• **EXERCISE INSTRUCTIONS**: In the records below, find each line that holds "assignment" and return it.

Stored data entries:
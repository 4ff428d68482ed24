//! Progress reporting for the cleaning, assignment and aggregation stages.
//!
//! Stages report through [`ProgressCallback`] and never know how progress
//! is rendered; the `ward_flow` binary plugs in terminal bars, library
//! callers and tests use [`NullProgress`].

use std::sync::Arc;

/// Receives progress from one pipeline stage.
///
/// Must be `Send + Sync`: ward assignment reports from `rayon` workers.
pub trait ProgressCallback: Send + Sync {
    /// Number of records (or partitions) the stage will process.
    fn set_total(&self, total: u64);

    /// Advance by `delta` records.
    fn inc(&self, delta: u64);

    /// Replace the stage label, e.g. the partition being aggregated.
    fn set_message(&self, msg: String);

    /// Stage done; `msg` is the final summary line.
    fn finish(&self, msg: String);
}

/// Discards all progress.
pub struct NullProgress;

impl ProgressCallback for NullProgress {
    fn set_total(&self, _total: u64) {}
    fn inc(&self, _delta: u64) {}
    fn set_message(&self, _msg: String) {}
    fn finish(&self, _msg: String) {}
}

/// Shared [`NullProgress`].
#[must_use]
pub fn null_progress() -> Arc<dyn ProgressCallback> {
    Arc::new(NullProgress)
}

/// Batches per-record ticks so a multi-million row trip table does not
/// redraw its bar on every row.
pub struct RecordTicker<'a> {
    progress: &'a dyn ProgressCallback,
    step: u64,
    pending: u64,
}

impl<'a> RecordTicker<'a> {
    /// Forwards to `progress` once every `step` records. A `step` of zero
    /// is treated as one.
    #[must_use]
    pub fn new(progress: &'a dyn ProgressCallback, step: u64) -> Self {
        Self {
            progress,
            step: step.max(1),
            pending: 0,
        }
    }

    /// Counts one record.
    pub fn tick(&mut self) {
        self.pending += 1;
        if self.pending >= self.step {
            self.progress.inc(self.pending);
            self.pending = 0;
        }
    }

    /// Flushes the records counted since the last forward and finishes the
    /// stage.
    pub fn finish(mut self, msg: String) {
        if self.pending > 0 {
            self.progress.inc(self.pending);
            self.pending = 0;
        }
        self.progress.finish(msg);
    }
}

• **RESULT OF THIS TASK**:
//! Progress reporting for the cleaning, assignment and aggregation stages.
/// Must be `Send + Sync`: ward assignment reports from `rayon` workers.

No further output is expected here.